▸ Aim of the exercise: Search the listing below for the word "without" and copy each line where it appears.

▸ Excerpted data:
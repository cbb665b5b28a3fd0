//! Minifier processors.
//!
//! Uses oxc for JavaScript and lightningcss for CSS. Neither is registered
//! by default; add them as post-processors:
//!
//! ```ignore
//! let config = Config::default()
//!     .with_postprocessor(types::JAVASCRIPT, Arc::new(JsMinifier))
//!     .with_postprocessor(types::CSS, Arc::new(CssMinifier));
//! ```

use std::path::{Path, PathBuf};

use anyhow::anyhow;
use lightningcss::stylesheet::{ParserOptions, PrinterOptions, StyleSheet};
use oxc::allocator::Allocator;
use oxc::codegen::{Codegen, CodegenOptions, CommentOptions};
use oxc::mangler::MangleOptions;
use oxc::minifier::{CompressOptions, Minifier, MinifierOptions};
use oxc::parser::Parser;
use oxc::span::SourceType;

use super::{Processor, ProcessorInput, ProcessorOutput};
use crate::source_map::{SourceMap, count_lines};

/// Minified code and the map from it back to the input.
#[derive(Debug, Clone)]
pub struct Minified {
    pub code: String,
    pub map: SourceMap,
}

impl Minified {
    fn into_output(self) -> ProcessorOutput {
        ProcessorOutput::data(self.code).with_map(self.map)
    }
}

/// JavaScript minifier (compress + mangle, comments dropped).
#[derive(Debug, Clone, Copy, Default)]
pub struct JsMinifier;

impl Processor for JsMinifier {
    fn name(&self) -> &str {
        "oxc-minify"
    }

    fn cache_key(&self) -> String {
        "oxc-minify:2".into()
    }

    fn call(&self, input: &ProcessorInput<'_>) -> anyhow::Result<ProcessorOutput> {
        Ok(minify_js(&input.text(), input.filename)?.into_output())
    }
}

/// CSS minifier.
#[derive(Debug, Clone, Copy, Default)]
pub struct CssMinifier;

impl Processor for CssMinifier {
    fn name(&self) -> &str {
        "lightningcss-minify"
    }

    fn cache_key(&self) -> String {
        "lightningcss-minify:2".into()
    }

    fn call(&self, input: &ProcessorInput<'_>) -> anyhow::Result<ProcessorOutput> {
        Ok(minify_css(&input.text(), input.filename)?.into_output())
    }
}

/// Map sources name the input by file name, relative to the output.
fn source_name(filename: &Path) -> String {
    filename
        .file_name()
        .map(|name| name.to_string_lossy().into_owned())
        .unwrap_or_default()
}

fn decode_map(json: &str, name: &str, code: &str) -> anyhow::Result<SourceMap> {
    let mut map = SourceMap::decode(json).map_err(|err| anyhow!("{name}: bad minifier map: {err}"))?;
    map.file = name.to_string();
    Ok(map.with_line_count(count_lines(code.as_bytes())))
}

/// Minify JavaScript source code.
pub fn minify_js(source: &str, filename: &Path) -> anyhow::Result<Minified> {
    let allocator = Allocator::default();
    let source_type = SourceType::from_path(filename).unwrap_or_else(|_| SourceType::mjs());
    let ret = Parser::new(&allocator, source, source_type).parse();
    if let Some(first) = ret.errors.first() {
        return Err(anyhow!("{}: {}", filename.display(), first));
    }
    let mut program = ret.program;
    let options = MinifierOptions {
        mangle: Some(MangleOptions::default()),
        compress: Some(CompressOptions::smallest()),
    };
    let ret = Minifier::new(options).minify(&allocator, &mut program);

    let name = source_name(filename);
    let generated = Codegen::new()
        .with_options(CodegenOptions {
            minify: true,
            comments: CommentOptions::disabled(),
            source_map_path: Some(PathBuf::from(&name)),
            ..CodegenOptions::default()
        })
        .with_scoping(ret.scoping)
        .build(&program);

    let map = match &generated.map {
        Some(map) => decode_map(&map.to_json_string(), &name, &generated.code)?,
        None => SourceMap::new(name),
    };
    Ok(Minified {
        code: generated.code,
        map,
    })
}

/// Minify CSS source code.
pub fn minify_css(source: &str, filename: &Path) -> anyhow::Result<Minified> {
    let name = source_name(filename);
    let stylesheet = StyleSheet::parse(
        source,
        ParserOptions {
            filename: name.clone(),
            ..ParserOptions::default()
        },
    )
    .map_err(|err| anyhow!("{}: {}", filename.display(), err))?;

    let mut printed_map = parcel_sourcemap::SourceMap::new("/");
    printed_map.add_source(&name);
    let result = stylesheet
        .to_css(PrinterOptions {
            minify: true,
            source_map: Some(&mut printed_map),
            ..PrinterOptions::default()
        })
        .map_err(|err| anyhow!("{}: {}", filename.display(), err))?;

    let json = printed_map
        .to_json(None)
        .map_err(|err| anyhow!("{}: {}", filename.display(), err))?;
    let map = decode_map(&json, &name, &result.code)?;
    Ok(Minified {
        code: result.code,
        map,
    })
}
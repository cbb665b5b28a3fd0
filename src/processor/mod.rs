//! Processor contract and built-in processors.
//!
//! A processor is a pure function of its [`ProcessorInput`]: it returns new
//! content (or `None` for "unchanged") plus metadata updates. Anything a
//! processor reads besides its input must be declared as a dependency in
//! the output metadata, otherwise cached results go stale.
//!
//! # Built-ins
//!
//! | Processor                  | Role                                       |
//! |----------------------------|--------------------------------------------|
//! | [`FileReader`]             | terminal reader, charset normalization     |
//! | [`DirectiveProcessor`]     | `//= require` style header directives      |
//! | [`BundleProcessor`]        | concatenates the required closure          |
//! | [`JsMinifier`]             | oxc minification                           |
//! | [`CssMinifier`]            | lightningcss minification                  |
//! | [`SourceMapProcessor`]     | `.js` → `.js.map` transformer              |
//! | [`SourceMapComment`]       | appends `sourceMappingURL` (debug pipeline)|

pub mod chain;
mod directive;
pub mod executor;
mod minify;
mod reader;
mod sourcemap;

pub use crate::bundle::BundleProcessor;
pub use directive::DirectiveProcessor;
pub use executor::CompositeProcessor;
pub use minify::{CssMinifier, JsMinifier};
pub use reader::FileReader;
pub use sourcemap::{SourceMapComment, SourceMapProcessor};

use std::collections::{BTreeMap, BTreeSet};
use std::fmt;
use std::path::Path;
use std::sync::Arc;

use crate::asset::{Metadata, OrderedSet};
use crate::environment::CachedEnvironment;
use crate::source_map::SourceMap;
use crate::uri::AssetUri;

/// Shared handle to a processor.
pub type ProcessorRef = Arc<dyn Processor>;

/// A content transformation step.
pub trait Processor: Send + Sync {
    /// Short name used in logs.
    fn name(&self) -> &str;

    /// Cache key folded into the `processors:` dependency digest.
    ///
    /// Change it whenever the processor's output for the same input changes.
    fn cache_key(&self) -> String {
        self.name().to_string()
    }

    fn call(&self, input: &ProcessorInput<'_>) -> anyhow::Result<ProcessorOutput>;
}

impl fmt::Debug for dyn Processor {
    fn fmt(&self, f: &mut fmt::Formatter<'_>) -> fmt::Result {
        write!(f, "Processor({})", self.name())
    }
}

/// Everything a processor may look at.
#[derive(Clone, Copy)]
pub struct ProcessorInput<'a> {
    pub env: &'a CachedEnvironment,
    /// URI of the asset being built (no content id yet)
    pub uri: &'a AssetUri,
    pub filename: &'a Path,
    pub load_path: &'a Path,
    /// Logical path without extensions, e.g. `app/main`
    pub name: &'a str,
    /// Target content type
    pub content_type: &'a str,
    /// Content so far (empty before the reader runs)
    pub data: &'a [u8],
    /// Metadata accumulated by earlier processors
    pub metadata: &'a Metadata,
}

impl ProcessorInput<'_> {
    /// Content as UTF-8 text, lossily.
    pub fn text(&self) -> std::borrow::Cow<'_, str> {
        String::from_utf8_lossy(self.data)
    }
}

/// What a processor hands back.
///
/// Sets are unioned into the accumulated metadata, `map` is composed onto
/// the current map, everything else replaces.
#[derive(Debug, Default, Clone)]
pub struct ProcessorOutput {
    pub data: Option<Vec<u8>>,
    pub dependencies: BTreeSet<String>,
    pub required: OrderedSet<AssetUri>,
    pub stubbed: BTreeSet<AssetUri>,
    pub links: BTreeSet<AssetUri>,
    pub included: Option<Vec<AssetUri>>,
    pub map: Option<SourceMap>,
    pub charset: Option<String>,
    pub extra: BTreeMap<String, serde_json::Value>,
}

impl ProcessorOutput {
    /// Output that leaves content and metadata untouched.
    pub fn unchanged() -> Self {
        Self::default()
    }

    /// Output replacing the content.
    pub fn data(data: impl Into<Vec<u8>>) -> Self {
        Self {
            data: Some(data.into()),
            ..Self::default()
        }
    }

    pub fn with_dependency(mut self, uri: impl Into<String>) -> Self {
        self.dependencies.insert(uri.into());
        self
    }

    pub fn with_map(mut self, map: SourceMap) -> Self {
        self.map = Some(map);
        self
    }

    pub fn with_extra(mut self, key: impl Into<String>, value: serde_json::Value) -> Self {
        self.extra.insert(key.into(), value);
        self
    }
}

// =============================================================================
// Closure adapter
// =============================================================================

/// A processor backed by a closure.
pub struct FnProcessor<F> {
    name: String,
    cache_key: String,
    f: F,
}

impl<F> Processor for FnProcessor<F>
where
    F: Fn(&ProcessorInput<'_>) -> anyhow::Result<ProcessorOutput> + Send + Sync,
{
    fn name(&self) -> &str {
        &self.name
    }

    fn cache_key(&self) -> String {
        self.cache_key.clone()
    }

    fn call(&self, input: &ProcessorInput<'_>) -> anyhow::Result<ProcessorOutput> {
        (self.f)(input)
    }
}

/// Wrap a closure as a processor.
///
/// ```ignore
/// let upcase = processor_fn("upcase", |input| {
///     Ok(ProcessorOutput::data(input.text().to_uppercase()))
/// });
/// ```
pub fn processor_fn<F>(name: &str, f: F) -> ProcessorRef
where
    F: Fn(&ProcessorInput<'_>) -> anyhow::Result<ProcessorOutput> + Send + Sync + 'static,
{
    versioned_processor_fn(name, "1", f)
}

/// Wrap a closure as a processor with an explicit cache version.
pub fn versioned_processor_fn<F>(name: &str, version: &str, f: F) -> ProcessorRef
where
    F: Fn(&ProcessorInput<'_>) -> anyhow::Result<ProcessorOutput> + Send + Sync + 'static,
{
    Arc::new(FnProcessor {
        name: name.to_string(),
        cache_key: format!("{name}:{version}"),
        f,
    })
}
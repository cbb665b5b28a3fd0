//! Path helpers shared by the resolver, loader and settings.

use std::path::{Component, Path, PathBuf};

/// Absolute form of `path`: canonical when it exists, else joined onto cwd.
pub fn normalize_path(path: &Path) -> PathBuf {
    path.canonicalize().unwrap_or_else(|_| {
        if path.is_absolute() {
            clean_path(path)
        } else {
            std::env::current_dir().map_or_else(|_| path.to_path_buf(), |cwd| clean_path(&cwd.join(path)))
        }
    })
}

/// Lexically remove `.` and `..` components without touching the disk.
pub fn clean_path(path: &Path) -> PathBuf {
    let mut out = PathBuf::new();
    for component in path.components() {
        match component {
            Component::CurDir => {}
            Component::ParentDir => {
                if !out.pop() {
                    out.push("..");
                }
            }
            other => out.push(other.as_os_str()),
        }
    }
    out
}

/// Load-path relative logical path of `path`, `/`-separated.
///
/// `None` when `path` is not under `base`.
pub fn split_subpath(base: &Path, path: &Path) -> Option<String> {
    let rest = path.strip_prefix(base).ok()?;
    let parts: Vec<_> = rest
        .components()
        .map(|c| match c {
            Component::Normal(part) => Some(part.to_string_lossy()),
            _ => None,
        })
        .collect::<Option<_>>()?;
    Some(parts.join("/"))
}

/// Whether `logical` names a path relative to the requesting file.
pub fn is_relative_request(logical: &str) -> bool {
    logical.starts_with("./") || logical.starts_with("../")
}
//! Terminal file reader.

use crate::uri::file_digest_uri;

use super::{Processor, ProcessorInput, ProcessorOutput};

const UTF8_BOM: &[u8] = &[0xEF, 0xBB, 0xBF];
const UTF16_LE_BOM: &[u8] = &[0xFF, 0xFE];
const UTF16_BE_BOM: &[u8] = &[0xFE, 0xFF];

/// Reads the source file and records its digest as a dependency.
///
/// Charset types are normalized to UTF-8: a UTF-8 BOM is dropped and
/// UTF-16 input (detected by BOM) is re-encoded.
#[derive(Debug, Clone, Copy, Default)]
pub struct FileReader;

impl Processor for FileReader {
    fn name(&self) -> &str {
        "file-reader"
    }

    fn cache_key(&self) -> String {
        "file-reader:1".into()
    }

    fn call(&self, input: &ProcessorInput<'_>) -> anyhow::Result<ProcessorOutput> {
        let bytes = input.env.read_file(input.filename)?;
        let mut output = ProcessorOutput::unchanged().with_dependency(file_digest_uri(input.filename));

        if input.env.config().mime().is_charset(input.content_type) {
            output.data = Some(decode_text(bytes));
            output.charset = Some("utf-8".into());
        } else {
            output.data = Some(bytes);
        }
        Ok(output)
    }
}

/// Normalize text bytes to UTF-8 without a BOM.
pub(crate) fn decode_text(bytes: Vec<u8>) -> Vec<u8> {
    if let Some(rest) = bytes.strip_prefix(UTF8_BOM) {
        return rest.to_vec();
    }
    if let Some(rest) = bytes.strip_prefix(UTF16_LE_BOM) {
        return decode_utf16(rest, u16::from_le_bytes);
    }
    if let Some(rest) = bytes.strip_prefix(UTF16_BE_BOM) {
        return decode_utf16(rest, u16::from_be_bytes);
    }
    bytes
}

fn decode_utf16(bytes: &[u8], unit: fn([u8; 2]) -> u16) -> Vec<u8> {
    let units = bytes.chunks_exact(2).map(|pair| unit([pair[0], pair[1]]));
    char::decode_utf16(units)
        .map(|c| c.unwrap_or(char::REPLACEMENT_CHARACTER))
        .collect::<String>()
        .into_bytes()
}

▸ Answer:
    /// Logical path without extensions, e.g. `app/main`
/// Lexically remove `.` and `..` components without touching the disk.
/// Normalize text bytes to UTF-8 without a BOM.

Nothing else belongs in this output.